Fault Detection And Diagnosis
Fault Detection and Diagnosis
A use of the principle of amplitude modulation that is particularly important in the practice of electromechanical systems, is in the fault detection and diagnosis of rotating machinery.
In this method, modulation is not deliberately introduced, but rather results from the dynamics of the machine. Flaws and faults in a rotating machine are known to produce periodic forcing signals at frequencies higher than, and typically at an integer multiple of, the rotating speed of the machine.
For example, backlash in a gear pair will generate forces at the tooth-meshing frequency (equal to the product: number of teeth× gear rotating speed).
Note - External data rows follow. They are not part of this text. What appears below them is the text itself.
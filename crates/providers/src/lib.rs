use async_trait::async_trait;
use echoplay_core::{Playlist, Track, TrackId, User};
use thiserror::Error;
use tracing::debug;

mod http;

pub use http::HttpCatalog;

#[derive(Debug, Error)]
pub enum TransportError {
    #[error("invalid api base url {url}: {source}")]
    BaseUrl {
        url: String,
        #[source]
        source: url::ParseError,
    },
    #[error("request to {path} failed: {source}")]
    Request {
        path: String,
        #[source]
        source: reqwest::Error,
    },
    #[error("{path} answered with status {status}")]
    Status { path: String, status: u16 },
}

/// Read/write access to the song and playlist catalog.
#[async_trait]
pub trait Catalog: Send + Sync {
    async fn users(&self) -> Result<Vec<User>, TransportError>;
    async fn tracks(&self) -> Result<Vec<Track>, TransportError>;
    async fn track(&self, id: TrackId) -> Result<Track, TransportError>;
    async fn playlists(&self, user_id: i64) -> Result<Vec<Playlist>, TransportError>;
    async fn create_playlist(&self, name: &str, user_id: i64) -> Result<Playlist, TransportError>;
    async fn delete_playlist(&self, playlist_id: i64) -> Result<(), TransportError>;
    async fn playlist_tracks(&self, playlist_id: i64) -> Result<Vec<Track>, TransportError>;
    async fn add_track_to_playlist(
        &self,
        playlist_id: i64,
        track_id: TrackId,
    ) -> Result<(), TransportError>;
    async fn remove_track_from_playlist(
        &self,
        playlist_id: i64,
        track_id: TrackId,
    ) -> Result<(), TransportError>;

    async fn search_tracks(&self, query: &str) -> Result<Vec<Track>, TransportError> {
        let all = self.tracks().await?;
        Ok(echoplay_core::filter_tracks(&all, query)
            .into_iter()
            .cloned()
            .collect())
    }
}

/// Fetches the track lists a fusion mix is built from, in the given order.
pub async fn load_fusion_sources(
    catalog: &dyn Catalog,
    playlist_ids: &[i64],
) -> Result<Vec<Vec<Track>>, TransportError> {
    let mut sources = Vec::with_capacity(playlist_ids.len());
    for id in playlist_ids {
        let tracks = catalog.playlist_tracks(*id).await?;
        debug!(playlist_id = id, tracks = tracks.len(), "fusion source loaded");
        sources.push(tracks);
    }
    Ok(sources)
}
Flaws in roller bearings can generate forcing signals at frequencies proportional to the rotating speed times the number of rollers in the bearing race. Similarly, blade passing in turbines and compressors, and eccentricity and unbalance in the rotor can generate forcing components at frequencies that are integer multiples of the rotating speed.
The resulting
system response is clearly an amplitude-modulated signal, where the rotating response of the machine modulates the high frequency forcing response.
This can be confirmed experimentally through Fourier analysis (fast Fourier transform or FFT) of the resulting response signals. For a gearbox, for example, it will be noticed that, instead of getting a spectral peak at the gear tooth-meshing frequency, two side bands are produced around that frequency.
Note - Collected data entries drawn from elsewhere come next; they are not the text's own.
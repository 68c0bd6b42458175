use url::Url;

const DRIVE_HOST: &str = "drive.google.com";

/// Rewrites Google Drive share links into direct download links so the audio
/// engine and the art loader can stream them. Anything else is returned as is.
pub fn direct_media_url(raw: &str) -> String {
    let Ok(parsed) = Url::parse(raw) else {
        return raw.to_string();
    };
    if parsed.host_str() != Some(DRIVE_HOST) {
        return raw.to_string();
    }

    let already_direct = parsed.path().starts_with("/uc")
        && parsed.query_pairs().any(|(k, _)| k == "export");
    if already_direct {
        return raw.to_string();
    }

    match drive_file_id(&parsed) {
        Some(id) => format!("https://{DRIVE_HOST}/uc?export=view&id={id}"),
        None => raw.to_string(),
    }
}

fn drive_file_id(url: &Url) -> Option<String> {
    let from_query = url
        .query_pairs()
        .find(|(k, _)| k == "id")
        .map(|(_, v)| v.into_owned());

    let from_path = || {
        let mut segments = url.path_segments()?;
        segments.find(|s| *s == "d")?;
        segments.next().map(str::to_string)
    };

    from_query
        .or_else(from_path)
        .filter(|id| !id.is_empty() && id.chars().all(is_id_char))
}

fn is_id_char(c: char) -> bool {
    c.is_ascii_alphanumeric() || c == '_' || c == '-'
}

#[cfg(test)]
mod tests {
    use super::direct_media_url;

    #[test]
    fn rewrites_drive_share_formats() {
        let want = "https://drive.google.com/uc?export=view&id=1AbC_d-9";
        assert_eq!(
            direct_media_url("https://drive.google.com/file/d/1AbC_d-9/view?usp=sharing"),
            want
        );
        assert_eq!(direct_media_url("https://drive.google.com/open?id=1AbC_d-9"), want);
        assert_eq!(direct_media_url("https://drive.google.com/uc?id=1AbC_d-9"), want);
    }

    #[test]
    fn leaves_direct_and_foreign_links_alone() {
        let direct = "https://drive.google.com/uc?export=download&id=xyz";
        assert_eq!(direct_media_url(direct), direct);

        let other = "https://cdn.example.com/track?id=42";
        assert_eq!(direct_media_url(other), other);

        assert_eq!(direct_media_url(""), "");
        assert_eq!(direct_media_url("not a url"), "not a url");
    }
}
Faults can be detected by monitoring the evolution of these side bands. Furthermore, since side bands are the result of modulation of a specific forcing phenomenon (e.g., gear-tooth meshing, bearing-roller hammer, turbine-blade passing, unbalance, eccentricity, misalignment, etc.), one can trace the source of a particular fault (i.e., diagnose the fault) by studying the Fourier spectrum of the measured response.
Amplitude modulation is an integral part of many types of sensors. In these sensors a high-frequency carrier signal (typically the ac excitation in a primary winding) is modulated by the motion.
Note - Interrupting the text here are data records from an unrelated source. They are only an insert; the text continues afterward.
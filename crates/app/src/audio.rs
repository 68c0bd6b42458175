use anyhow::{bail, Context, Result};
use echoplay_core::PlaybackConfig;
use echoplay_engine::{AudioEvent, AudioEventSender, AudioSink, Generation, MediaError, NullSink};
use std::sync::atomic::{AtomicBool, AtomicU64, Ordering};
use std::sync::Arc;
use std::time::Duration;
use tokio::task::JoinHandle;
use tracing::debug;

const TICK: Duration = Duration::from_millis(500);
/// Bitrate assumed when estimating a duration from Content-Length.
const NOMINAL_KBPS: u64 = 128;
/// Where the clock ends a source whose length is unknown.
const FALLBACK_LENGTH: Duration = Duration::from_secs(180);

/// Either backend the daemon can drive.
pub enum Backend {
    Probe(ProbeSink),
    Null(NullSink),
}

pub fn build_audio_backend(cfg: &PlaybackConfig, events: AudioEventSender) -> Result<Backend> {
    match cfg.audio_backend.trim().to_ascii_lowercase().as_str() {
        "probe" => Ok(Backend::Probe(ProbeSink::new(
            events,
            Duration::from_millis(cfg.probe_timeout_ms),
        )?)),
        "null" => Ok(Backend::Null(NullSink::new(events))),
        other => bail!("unknown audio backend {other:?} (expected \"probe\" or \"null\")"),
    }
}

impl AudioSink for Backend {
    fn name(&self) -> &'static str {
        match self {
            Backend::Probe(s) => s.name(),
            Backend::Null(s) => s.name(),
        }
    }

    fn load(&mut self, url: &str, generation: Generation) -> Result<(), MediaError> {
        match self {
            Backend::Probe(s) => s.load(url, generation),
            Backend::Null(s) => s.load(url, generation),
        }
    }

    fn start(&mut self) -> Result<(), MediaError> {
        match self {
            Backend::Probe(s) => s.start(),
            Backend::Null(s) => s.start(),
        }
    }

    fn pause(&mut self) -> Result<(), MediaError> {
        match self {
            Backend::Probe(s) => s.pause(),
            Backend::Null(s) => s.pause(),
        }
    }

    fn stop(&mut self) {
        match self {
            Backend::Probe(s) => s.stop(),
            Backend::Null(s) => s.stop(),
        }
    }

    fn seek(&mut self, position_ms: u64) -> Result<(), MediaError> {
        match self {
            Backend::Probe(s) => s.seek(position_ms),
            Backend::Null(s) => s.seek(position_ms),
        }
    }

    fn set_looping(&mut self, looping: bool) {
        match self {
            Backend::Probe(s) => s.set_looping(looping),
            Backend::Null(s) => s.set_looping(looping),
        }
    }

    fn release(&mut self) {
        match self {
            Backend::Probe(s) => s.release(),
            Backend::Null(s) => s.release(),
        }
    }
}

/// Checks that a source answers before reporting it prepared, then runs a
/// wall clock in place of decoded audio.
pub struct ProbeSink {
    client: reqwest::Client,
    events: AudioEventSender,
    probe_timeout: Duration,
    fallback_length_ms: u64,
    generation: Generation,
    probe: Option<JoinHandle<()>>,
    clock: Option<JoinHandle<()>>,
    position_ms: Arc<AtomicU64>,
    duration_ms: Arc<AtomicU64>,
    looping: Arc<AtomicBool>,
    released: bool,
}

impl ProbeSink {
    pub fn new(events: AudioEventSender, probe_timeout: Duration) -> Result<Self> {
        let client = reqwest::Client::builder()
            .connect_timeout(probe_timeout)
            .build()
            .context("failed to build audio probe client")?;
        Ok(Self {
            client,
            events,
            probe_timeout,
            fallback_length_ms: FALLBACK_LENGTH.as_millis() as u64,
            generation: 0,
            probe: None,
            clock: None,
            position_ms: Arc::new(AtomicU64::new(0)),
            duration_ms: Arc::new(AtomicU64::new(0)),
            looping: Arc::new(AtomicBool::new(false)),
            released: false,
        })
    }

    fn stop_clock(&mut self) {
        if let Some(clock) = self.clock.take() {
            clock.abort();
        }
    }
}

impl AudioSink for ProbeSink {
    fn name(&self) -> &'static str {
        "probe"
    }

    fn load(&mut self, url: &str, generation: Generation) -> Result<(), MediaError> {
        if self.released {
            return Err(MediaError::Released);
        }
        if url.trim().is_empty() {
            return Err(MediaError::Load {
                url: url.to_string(),
                reason: "empty source url".to_string(),
            });
        }
        self.stop();
        self.generation = generation;

        let request = self.client.head(url);
        let events = self.events.clone();
        let duration = self.duration_ms.clone();
        let timeout = self.probe_timeout;
        let url = url.to_string();
        self.probe = Some(tokio::spawn(async move {
            let event = match tokio::time::timeout(timeout, request.send()).await {
                Ok(Ok(resp)) if resp.status().is_success() => {
                    // HEAD bodies are empty, so the header is read directly.
                    let estimate = resp
                        .headers()
                        .get(reqwest::header::CONTENT_LENGTH)
                        .and_then(|v| v.to_str().ok())
                        .and_then(|v| v.parse::<u64>().ok())
                        .filter(|len| *len > 0)
                        .map(estimate_duration_ms);
                    duration.store(estimate.unwrap_or(0), Ordering::Relaxed);
                    debug!(url = %url, generation, ?estimate, "source answered");
                    AudioEvent::Prepared {
                        generation,
                        duration_ms: estimate,
                    }
                }
                Ok(Ok(resp)) => AudioEvent::Failed {
                    generation,
                    reason: format!("source answered with status {}", resp.status().as_u16()),
                },
                Ok(Err(err)) => AudioEvent::Failed {
                    generation,
                    reason: err.to_string(),
                },
                Err(_) => AudioEvent::Failed {
                    generation,
                    reason: format!("no answer within {} ms", timeout.as_millis()),
                },
            };
            let _ = events.send(event);
        }));
        Ok(())
    }

    fn start(&mut self) -> Result<(), MediaError> {
        if self.released {
            return Err(MediaError::Released);
        }
        self.stop_clock();
        let events = self.events.clone();
        let generation = self.generation;
        let position = self.position_ms.clone();
        let duration = self.duration_ms.clone();
        let looping = self.looping.clone();
        let fallback = self.fallback_length_ms;
        self.clock = Some(tokio::spawn(async move {
            loop {
                tokio::time::sleep(TICK).await;
                let total = match duration.load(Ordering::Relaxed) {
                    0 => fallback,
                    known => known,
                };
                let mut now = position.load(Ordering::Relaxed) + TICK.as_millis() as u64;
                if now >= total {
                    if !looping.load(Ordering::Relaxed) {
                        position.store(total, Ordering::Relaxed);
                        let _ = events.send(AudioEvent::Completed { generation });
                        break;
                    }
                    now = 0;
                }
                position.store(now, Ordering::Relaxed);
                if events
                    .send(AudioEvent::Position {
                        generation,
                        position_ms: now,
                    })
                    .is_err()
                {
                    break;
                }
            }
        }));
        Ok(())
    }

    fn pause(&mut self) -> Result<(), MediaError> {
        if self.released {
            return Err(MediaError::Released);
        }
        self.stop_clock();
        Ok(())
    }

    fn stop(&mut self) {
        if let Some(probe) = self.probe.take() {
            probe.abort();
        }
        self.stop_clock();
        self.position_ms.store(0, Ordering::Relaxed);
        self.duration_ms.store(0, Ordering::Relaxed);
    }

    fn seek(&mut self, position_ms: u64) -> Result<(), MediaError> {
        if self.released {
            return Err(MediaError::Released);
        }
        self.position_ms.store(position_ms, Ordering::Relaxed);
        Ok(())
    }

    fn set_looping(&mut self, looping: bool) {
        self.looping.store(looping, Ordering::Relaxed);
    }

    fn release(&mut self) {
        if self.released {
            return;
        }
        self.stop();
        self.released = true;
        debug!("probe audio sink released");
    }
}

fn estimate_duration_ms(content_length: u64) -> u64 {
    content_length.saturating_mul(8) / NOMINAL_KBPS
}

#[cfg(test)]
mod tests {
    use super::{build_audio_backend, estimate_duration_ms, Backend, ProbeSink};
    use echoplay_core::PlaybackConfig;
    use echoplay_engine::{audio_event_channel, AudioEvent, AudioSink, MediaError};
    use std::sync::atomic::Ordering;
    use std::time::Duration;
    use tokio::time::timeout;

    #[test]
    fn duration_estimate_uses_nominal_bitrate() {
        // 128 kbit/s is 16 000 bytes per second.
        assert_eq!(estimate_duration_ms(16_000), 1_000);
        assert_eq!(estimate_duration_ms(0), 0);
    }

    #[tokio::test]
    async fn backend_selection_follows_config() {
        let (tx, _rx) = audio_event_channel();
        let mut cfg = PlaybackConfig::default();
        assert!(matches!(
            build_audio_backend(&cfg, tx.clone()).unwrap(),
            Backend::Probe(_)
        ));

        cfg.audio_backend = "NULL".to_string();
        assert!(matches!(
            build_audio_backend(&cfg, tx.clone()).unwrap(),
            Backend::Null(_)
        ));

        cfg.audio_backend = "alsa".to_string();
        assert!(build_audio_backend(&cfg, tx).is_err());
    }

    #[tokio::test]
    async fn empty_url_is_rejected_synchronously() {
        let (tx, _rx) = audio_event_channel();
        let mut sink = ProbeSink::new(tx, Duration::from_secs(1)).unwrap();
        assert!(matches!(sink.load("  ", 1), Err(MediaError::Load { .. })));
    }

    #[tokio::test]
    async fn unreachable_source_reports_failure_for_its_generation() {
        let (tx, mut rx) = audio_event_channel();
        let mut sink = ProbeSink::new(tx, Duration::from_secs(2)).unwrap();
        sink.load("http://127.0.0.1:1/song.mp3", 7).unwrap();

        let event = timeout(Duration::from_secs(5), rx.recv())
            .await
            .expect("probe never answered")
            .unwrap();
        assert!(matches!(event, AudioEvent::Failed { generation: 7, .. }));
    }

    #[tokio::test]
    async fn clock_completes_at_known_duration() {
        let (tx, mut rx) = audio_event_channel();
        let mut sink = ProbeSink::new(tx, Duration::from_secs(1)).unwrap();
        sink.generation = 3;
        sink.duration_ms.store(800, Ordering::Relaxed);
        sink.start().unwrap();

        let mut saw_position = false;
        loop {
            let event = timeout(Duration::from_secs(3), rx.recv())
                .await
                .expect("clock stalled")
                .unwrap();
            match event {
                AudioEvent::Position { generation, .. } => {
                    assert_eq!(generation, 3);
                    saw_position = true;
                }
                AudioEvent::Completed { generation } => {
                    assert_eq!(generation, 3);
                    break;
                }
                other => panic!("unexpected event {other:?}"),
            }
        }
        assert!(saw_position);
    }

    #[tokio::test]
    async fn clock_ends_unknown_length_sources() {
        let (tx, mut rx) = audio_event_channel();
        let mut sink = ProbeSink::new(tx, Duration::from_secs(1)).unwrap();
        sink.generation = 5;
        sink.fallback_length_ms = 900;
        sink.start().unwrap();

        let completed = timeout(Duration::from_secs(3), async {
            loop {
                match rx.recv().await {
                    Some(AudioEvent::Completed { generation }) => break generation,
                    Some(_) => continue,
                    None => panic!("event channel closed"),
                }
            }
        })
        .await
        .expect("unknown length never completed");
        assert_eq!(completed, 5);
    }

    #[tokio::test]
    async fn released_sink_refuses_work() {
        let (tx, _rx) = audio_event_channel();
        let mut sink = ProbeSink::new(tx, Duration::from_secs(1)).unwrap();
        sink.release();
        assert_eq!(
            sink.load("https://cdn.example/a.mp3", 1),
            Err(MediaError::Released)
        );
        assert_eq!(sink.start(), Err(MediaError::Released));
    }
}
Actual motion can be detected by demodulation of the output. Examples of sensors that generate modulated outputs are differential transformers (LVDT, RVDT), magnetic-induction proximity sensors, eddy-current proximity sensors, ac tachometers, and strain-gage devices that use ac bridge circuits.
Signal conditioning and transmission would be facilitated by amplitude modulation in these cases. The signal has to be demodulated at the end, for most practical purposes such as analysis and recording.